To make hospital administration react, some doctors stop transmitting to the Health Insurance the data on the acts they perform, preventing any reimbursement.

"We prefer to bother the administration, even if we have nothing against them, that annoy the patients," claims Marie-Astrid, doctor of the University Hospital of Caen, at the microphone of Europe 1. The sling continues in hospitals . And some doctors are experimenting with a new form of struggle: the coding strike. In other words, stop transmitting to the Health Insurance data on the acts they perform to squeeze any refund, and thus type the administration to the portfolio.

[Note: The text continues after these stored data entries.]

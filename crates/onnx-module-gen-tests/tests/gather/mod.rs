use burn::tensor::{Device, Int, Tensor, TensorData};
use onnx_module_gen_tests::{
    embedding, embedding_fresh, gather_last_axis, gather_scalar, gather_scalar_vector,
    gather_select, gather_take,
};

use crate::backend::Backend;

fn data_3x2(device: &Device<Backend>) -> Tensor<Backend, 2> {
    Tensor::from_floats([[1., 2.], [3., 4.], [5., 6.]], device)
}

fn data_2x3(device: &Device<Backend>) -> Tensor<Backend, 2> {
    Tensor::from_floats([[1., 2., 3.], [4., 5., 6.]], device)
}

#[test]
fn gather_rows() {
    let device = Default::default();
    let model: gather_select::Model<Backend> = gather_select::Model::new(&device);

    let index = Tensor::<Backend, 1, Int>::from_ints([2, 0], &device);
    let output = model.forward(data_3x2(&device), index);

    let expected = TensorData::from([[5f32, 6.], [1., 2.]]);
    output.to_data().assert_eq(&expected, true);
}

#[test]
fn gather_on_the_last_axis() {
    let device = Default::default();
    let model: gather_last_axis::Model<Backend> = gather_last_axis::Model::new(&device);

    let index = Tensor::<Backend, 1, Int>::from_ints([2, 0], &device);
    let output = model.forward(data_2x3(&device), index);

    let expected = TensorData::from([[3f32, 1.], [6., 4.]]);
    output.to_data().assert_eq(&expected, true);
}

#[test]
fn gather_with_a_matrix_of_indices() {
    let device = Default::default();
    let model: gather_take::Model<Backend> = gather_take::Model::new(&device);

    let index = Tensor::<Backend, 2, Int>::from_ints([[0, 1], [2, 2]], &device);
    let output = model.forward(data_3x2(&device), index);

    let expected = TensorData::from([[[1f32, 2.], [3., 4.]], [[5., 6.], [5., 6.]]]);
    output.to_data().assert_eq(&expected, true);
}

#[test]
fn gather_a_row_with_a_scalar_index() {
    let device = Default::default();
    let model: gather_scalar::Model<Backend> = gather_scalar::Model::new(&device);

    let index = Tensor::<Backend, 1, Int>::from_ints([1], &device);
    let output = model.forward(data_2x3(&device), index);

    let expected = TensorData::from([4f32, 5., 6.]);
    output.to_data().assert_eq(&expected, true);
}

#[test]
fn gather_an_element_with_a_scalar_index() {
    let device = Default::default();
    let model: gather_scalar_vector::Model<Backend> = gather_scalar_vector::Model::new(&device);

    let shape = Tensor::<Backend, 1, Int>::from_ints([10, 20, 30], &device);
    let index = Tensor::<Backend, 1, Int>::from_ints([2], &device);
    let output = model.forward(shape, index);

    let expected = TensorData::from([30i64]);
    output.to_data().assert_eq(&expected, true);
}

#[test]
fn embedding_with_the_graph_weights() {
    let device = Default::default();
    let model: embedding::Model<Backend> = embedding::Model::new(&device);

    let ids = Tensor::<Backend, 2, Int>::from_ints([[0, 3, 1], [2, 2, 0]], &device);
    let output = model.forward(ids);

    let expected = TensorData::from([
        [[0f32, 1.], [6., 7.], [2., 3.]],
        [[4., 5.], [4., 5.], [0., 1.]],
    ]);
    output.to_data().assert_eq(&expected, true);
}

#[test]
fn embedding_with_a_fresh_table() {
    let device = Default::default();
    let model: embedding_fresh::Model<Backend> = embedding_fresh::Model::new(&device);

    let ids = Tensor::<Backend, 2, Int>::from_ints([[0, 9, 1], [2, 7, 0]], &device);
    let output = model.forward(ids);

    assert_eq!(output.dims(), [2, 3, 2]);
}
use onnx_graph::{ElementType, Node};
use proc_macro2::{Ident, TokenStream};
use quote::quote;

use super::{CodegenContext, NodeCode, OpCodegen};
use crate::{burn::ToTokens, config::EmbeddingConfig, Error, Result};

/// `Gather`: indexing along an axis, or an embedding when the configuration names the node.
#[derive(Debug, Default, Clone, Copy)]
pub struct GatherCodegen;

impl OpCodegen for GatherCodegen {
    fn op_type(&self) -> &'static str {
        "Gather"
    }

    fn gen(&self, node: &Node, ctx: &mut CodegenContext) -> Result<NodeCode> {
        let data = node
            .input(0)
            .ok_or_else(|| Error::invalid_node(&node.name, "missing input data"))?;
        let indices = node
            .input(1)
            .ok_or_else(|| Error::invalid_node(&node.name, "missing input indices"))?;

        match ctx.embedding(&node.name) {
            Some(config) => embedding(node, ctx, config, data, indices),
            None => indexing(node, ctx, data, indices),
        }
    }
}

fn indexing(
    node: &Node,
    ctx: &mut CodegenContext,
    data: &str,
    indices: &str,
) -> Result<NodeCode> {
    // Both ranks are const generics of the generated calls.
    let data_rank = ctx
        .rank(data)
        .ok_or_else(|| Error::MissingValueInfo(data.to_string()))?;
    let index_rank = ctx
        .rank(indices)
        .ok_or_else(|| Error::MissingValueInfo(indices.to_string()))?;
    let axis = gather_axis(node, data_rank)?;

    let input = ctx.input_forward(node, data)?;
    let index = int_indices(ctx, node, indices)?;
    let output = ctx.output(node, 0)?;
    let axis_tokens = axis.to_tokens();

    let output_rank = (data_rank - 1 + index_rank).max(1);
    ctx.infer(node, 0, Some(output_rank), ctx.elem_type(data));

    // Scalars are carried as one-element tensors, so a scalar index selects like a rank 1
    // index. The gathered axis is dropped unless the result would be a scalar.
    let expr = match index_rank {
        0 | 1 => {
            let selected = quote! { #input.select(#axis_tokens, #index) };
            if index_rank == 0 && data_rank > 1 {
                let dims = [axis].to_tokens();
                let output_rank = output_rank.to_tokens();
                quote! { #selected.squeeze_dims::<#output_rank>(&#dims) }
            } else {
                selected
            }
        }
        _ => {
            let index_rank = index_rank.to_tokens();
            let output_rank = output_rank.to_tokens();
            quote! { #input.take::<#index_rank, #output_rank>(#axis_tokens, #index) }
        }
    };

    Ok(NodeCode::forward(quote! {
        let #output = #expr;
    }))
}

fn embedding(
    node: &Node,
    ctx: &mut CodegenContext,
    config: &EmbeddingConfig,
    data: &str,
    indices: &str,
) -> Result<NodeCode> {
    if let Some(rank) = ctx.rank(indices).filter(|rank| *rank != 2) {
        return Err(Error::invalid_node(
            &node.name,
            format!("embedding indices must have rank 2, got {rank}"),
        ));
    }

    let field = ctx.field(node);
    let weight = ctx.initializer(data);
    let pretrained =
        weight.is_some_and(|weight| weight.shape.first() == Some(&config.num_embeddings));

    let (init, imports) = if pretrained {
        let is_float_matrix =
            weight.is_some_and(|weight| weight.rank() == 2 && weight.elem_type.is_float());
        if !is_float_matrix {
            return Err(Error::invalid_node(
                &node.name,
                "embedding weights must be a float matrix",
            ));
        }
        log::debug!("Node ({}): pretrained embedding from {data}", node.name);

        let weight = ctx.input_init(node, data)?;
        (
            quote! {
                let #field = Embedding {
                    weight: burn::module::Param::from_tensor(#weight),
                };
            },
            vec!["burn::nn::Embedding"],
        )
    } else {
        match weight {
            Some(weight) => log::warn!(
                "Node ({}): weight shape {:?} does not match {} embeddings, initializing a fresh table",
                node.name,
                weight.shape,
                config.num_embeddings
            ),
            None => log::warn!(
                "Node ({}): {data} is not a constant, initializing a fresh table",
                node.name
            ),
        }
        fresh_embedding(&field, config)
    };

    let index = int_indices(ctx, node, indices)?;
    let output = ctx.output(node, 0)?;
    ctx.infer(node, 0, Some(3), Some(ElementType::Float32));

    Ok(NodeCode {
        fields: vec![(field.clone(), quote! { Embedding<B> })],
        init,
        forward: quote! {
            let #output = self.#field.forward(#index);
        },
        imports,
    })
}

fn fresh_embedding(field: &Ident, config: &EmbeddingConfig) -> (TokenStream, Vec<&'static str>) {
    let num_embeddings = config.num_embeddings.to_tokens();
    let embedding_dim = config.embedding_dim.to_tokens();

    (
        quote! {
            let #field = EmbeddingConfig::new(#num_embeddings, #embedding_dim).init(device);
        },
        vec!["burn::nn::Embedding", "burn::nn::EmbeddingConfig"],
    )
}

/// Axis attribute, 0 by default, negative values counting from the last dimension.
fn gather_axis(node: &Node, rank: usize) -> Result<usize> {
    let axis = node
        .attrs
        .get("axis")
        .map(|value| {
            value
                .as_i64()
                .ok_or_else(|| Error::invalid_node(&node.name, "axis must be an integer"))
        })
        .transpose()?
        .unwrap_or(0);

    let normalized = if axis < 0 { rank as i64 + axis } else { axis };
    if normalized < 0 || normalized as usize >= rank {
        return Err(Error::invalid_node(
            &node.name,
            format!("axis {axis} out of range for rank {rank}"),
        ));
    }

    Ok(normalized as usize)
}

/// Index tensor in integer form.
fn int_indices(ctx: &mut CodegenContext, node: &Node, indices: &str) -> Result<TokenStream> {
    let is_float = ctx
        .elem_type(indices)
        .is_some_and(|elem_type| elem_type.is_float());
    let index = ctx.input_forward(node, indices)?;

    Ok(if is_float {
        quote! { #index.int() }
    } else {
        index
    })
}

Launched in Parisian hospitals, this strike extends to other cities such as Marseille, Clermont-Ferrand and Caen.

"Kick in the anthill"

Leaving the operating room, Marie-Astrid did not inform the health insurance of the intervention: management can not be reimbursed. A pressure medium that targets the pricing to the activity. "It's like kicking the anthill for the message to go in. Tapping the wallet a bit can make the hospital system move the bureaucrats who have the power," she says.

The method divides. "We accelerate our sinking," says a doctor from a hospital in Paris. "Less coding is less budget." In this other hospital, 60% of the funding depends on this transmission. With the strike, the director estimates the losses at around 200,000 euros per day. "So it has a direct impact on the organization of the hospital, on the continuation of the care, it will be difficult to rectify later." Still, by attacking the financing of hospitals, strikers do not necessarily find an adversary in their administration. Common demands on the government sometimes make them allies.